Today, many clients are using the term proofreading as an all-inclusive term, one that incorporates the “whatever is needed” concept. The problem with not clearly separating and defining the various tasks, and clarifying with the client precisely what they want, is that most  publishers pay a lesser fee for proofreading than for editing. By not establishing the parameters, you give away your skills. Clients expect it, but I am not yet prepared to do that.

What is happening in our editorial world is that globalization has combined with the quartet of recession, consolidation, rapid growth in freelance editor ranks, and lack of in-house jobs to put downward pressure on pricing. Consequently, instead of price rising with skill level and experience, we see it flattening or declining as a result of our need to compete with colleagues around the world. This is a significant change from when I first entered this world of editing 27 years ago.

More importantly, this globalization + quartet downward pressure on pricing has also led to the blurring of roles. I have found that the younger and less experienced the in-house editor I deal with is, the more blurry the demarcation. I have discussed this several times in recent months (see, e.g., Is This the Wave of the Editorial Future?, Is the Editorial Freelancer’s Future a Solo Future?, Worth Noting: A Report on Overseas Outsourcing of Editorial Services, and Is There a Future in Editing?). Sadly, as the number of freelance editors grows, which happens on a daily basis, so grows the competition for editorial work. With that growth in competition, we see a “class” division between older, more-experienced editors and younger, less-experienced editors, with the former trying to unblur the roles and distinguish via price the different skills required for the different roles, and the latter accepting the blurring of roles and the accompanying lower price in exchange for work.

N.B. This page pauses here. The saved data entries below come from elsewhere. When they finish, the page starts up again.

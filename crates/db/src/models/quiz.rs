//! Quiz side records, questions and options.

use learnhub_core::quiz::{OptionDraft, QuizSettings};
use learnhub_core::types::{DbId, Timestamp};
use serde::{Deserialize, Serialize};
use sqlx::FromRow;

/// A row from the `quiz_tasks` table. `id` is the parent task id.
#[derive(Debug, Clone, PartialEq, FromRow, Serialize, Deserialize)]
pub struct QuizTask {
    pub id: DbId,
    pub time_limit_minutes: i32,
    pub pass_threshold: i32,
    pub max_attempts: i32,
    pub randomize_questions: bool,
    pub created_at: Timestamp,
    pub updated_at: Timestamp,
}

impl QuizTask {
    pub fn settings(&self) -> QuizSettings {
        QuizSettings {
            time_limit_minutes: self.time_limit_minutes,
            pass_threshold: self.pass_threshold,
            max_attempts: self.max_attempts,
            randomize_questions: self.randomize_questions,
        }
    }
}

/// A row from the `quiz_questions` table.
#[derive(Debug, Clone, PartialEq, FromRow, Serialize, Deserialize)]
pub struct QuizQuestion {
    pub id: DbId,
    pub quiz_id: DbId,
    pub text: String,
    pub explanation: Option<String>,
    pub points: i32,
    pub sort_order: i32,
    pub category: Option<String>,
    pub created_at: Timestamp,
    pub updated_at: Timestamp,
}

/// A row from the `quiz_options` table.
#[derive(Debug, Clone, PartialEq, FromRow, Serialize, Deserialize)]
pub struct QuizOption {
    pub id: DbId,
    pub question_id: DbId,
    pub text: String,
    pub is_correct: bool,
    pub sort_order: i32,
    pub explanation: Option<String>,
    pub created_at: Timestamp,
    pub updated_at: Timestamp,
}

/// DTO for adding a question together with its options.
#[derive(Debug, Clone, Deserialize)]
pub struct CreateQuestion {
    pub text: String,
    pub explanation: Option<String>,
    pub points: Option<i32>,
    pub sort_order: Option<i32>,
    pub category: Option<String>,
    pub options: Vec<OptionDraft>,
}

/// Question with its options, in authored order.
#[derive(Debug, Clone, PartialEq, Serialize, Deserialize)]
pub struct QuestionWithOptions {
    pub question: QuizQuestion,
    pub options: Vec<QuizOption>,
}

This downward pressure, however, has moved editorial work into the technological age, something that was actively and vociferously opposed in my early years by many of my colleagues. Now, to make a good living from editorial work, we must incorporate things into our work efficiencies that can make parts of our work less labor intensive, such as macros (see, e.g., Macro Power: Wildcard Find & Replace and the articles cited), using multiple monitors, and other labor-saving devices.

Yet even increased efficiencies and greater use of technology can only go so far. The real battle, the one that needs to be waged but isn’t, is establishing a minimum worth for each of the different roles and insisting that the meaning of “edit” be clearly defined and appropriately compensated. Unfortunately, this is not a war that an individual editor can fight and win; it requires a group effort, and an organized group that speaks for freelance editors regarding work issues doesn’t exist (see Who Speaks for the Freelance Editor?).

The difficulty is that the people doing the hiring do not understand the different roles and their parameters. They do not understand the differences in skills required or the value of experience. They are bound by imposed financial limits that compete with project needs; for example, they have a $1,000 budget even though it is clear that the project requires $3,000 worth of skilled labor. In the end, they compromise by hiring less-skilled editors who are willing to work for the budgeted price, knowing that they will not get all of the needed work done at the needed level of expertise. These same editors are willing to do editing work — sometimes substantive work — at proofreading prices, just to get any work or pay at all.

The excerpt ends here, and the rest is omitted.